Five miles east of Pearblossom, in the southeastern corner of the Antelope Valley, lie the ruins of a town that wanted to change the world. Drive too fast and you might miss them. As you slow to a crawl, a couple of chimney stacks come into view, the final remnants of a large building a few feet from the road’s shoulder. Standing atop its foundations, you will begin to notice rocky outlines through the greasewood and creosote, revealing the outlines of hundreds of structures, including houses, storage tanks and open-air aqueducts, stretching into the distance. The orchards that once lent the area its name are gone, but it is a stunningly beautiful setting. If you look south, you can see the road to the alpine resort of Wrightwood wind its way into the San Gabriels, and if you turn north, you’ll glimpse the purplish Tehachapis at the end of a flat, desert expanse.

A black and white, closeup image of stone ruins.
At 3,500 feet, the air is clean and sound pollution a distant memory, but the atmosphere is charged.
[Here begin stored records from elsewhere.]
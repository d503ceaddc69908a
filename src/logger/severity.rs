//! Log severity levels.

use serde::{Deserialize, Serialize};

/// Record severity, ordered from least to most important.
///
/// Severity is a closed set: callers pick a level, the logger routes the
/// record through a single dispatch path. Each sink filters on its own
/// minimum level, so ordering comparisons (`>=`) are part of the contract.
#[derive(Debug, Clone, Copy, PartialEq, Eq, PartialOrd, Ord, Hash, Serialize, Deserialize)]
#[serde(rename_all = "lowercase")]
pub enum Severity {
    Debug,
    Info,
    Notice,
    Warning,
    Error,
    Critical,
    Alert,
    Emergency,
}

impl Severity {
    /// Upper-case level name as it appears in formatted log lines.
    pub fn as_str(&self) -> &'static str {
        match self {
            Severity::Debug => "DEBUG",
            Severity::Info => "INFO",
            Severity::Notice => "NOTICE",
            Severity::Warning => "WARNING",
            Severity::Error => "ERROR",
            Severity::Critical => "CRITICAL",
            Severity::Alert => "ALERT",
            Severity::Emergency => "EMERGENCY",
        }
    }

    /// Parse a level name, case-insensitively.
    pub fn from_str(s: &str) -> Option<Severity> {
        match s.to_lowercase().as_str() {
            "debug" => Some(Severity::Debug),
            "info" => Some(Severity::Info),
            "notice" => Some(Severity::Notice),
            "warning" => Some(Severity::Warning),
            "error" => Some(Severity::Error),
            "critical" => Some(Severity::Critical),
            "alert" => Some(Severity::Alert),
            "emergency" => Some(Severity::Emergency),
            _ => None,
        }
    }
}

impl std::fmt::Display for Severity {
    fn fmt(&self, f: &mut std::fmt::Formatter<'_>) -> std::fmt::Result {
        write!(f, "{}", self.as_str())
    }
}

#[cfg(test)]
mod tests {
    use super::*;

    #[test]
    fn test_severity_ordering() {
        assert!(Severity::Debug < Severity::Info);
        assert!(Severity::Error < Severity::Critical);
        assert!(Severity::Critical < Severity::Alert);
        assert!(Severity::Alert < Severity::Emergency);
    }

    #[test]
    fn test_severity_display() {
        assert_eq!(format!("{}", Severity::Critical), "CRITICAL");
        assert_eq!(format!("{}", Severity::Debug), "DEBUG");
    }

    #[test]
    fn test_severity_from_str() {
        assert_eq!(Severity::from_str("alert"), Some(Severity::Alert));
        assert_eq!(Severity::from_str("ALERT"), Some(Severity::Alert));
        assert_eq!(Severity::from_str("unknown"), None);
    }
}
(Devin Oktar Yalkin / For The Times)

At 3,500 feet, the air is clean and sound pollution a distant memory, but the atmosphere is charged. It’s a place of extremes: blazing summers and freezing winters, droughts and floods. In the nearest diner, portraits of John Wayne sit next to shots of Raptors and Nighthawks in mid-flight and a sign above the door reads: “Lockheed Retirees Meet on Tuesdays.” Although there’s no plaque in sight, these ruins are supposedly registered as California Historical Landmark No. 933, and for a brief while, this was the location of the Llano del Rio colony, which styled itself as “the world’s greatest co-operative community.”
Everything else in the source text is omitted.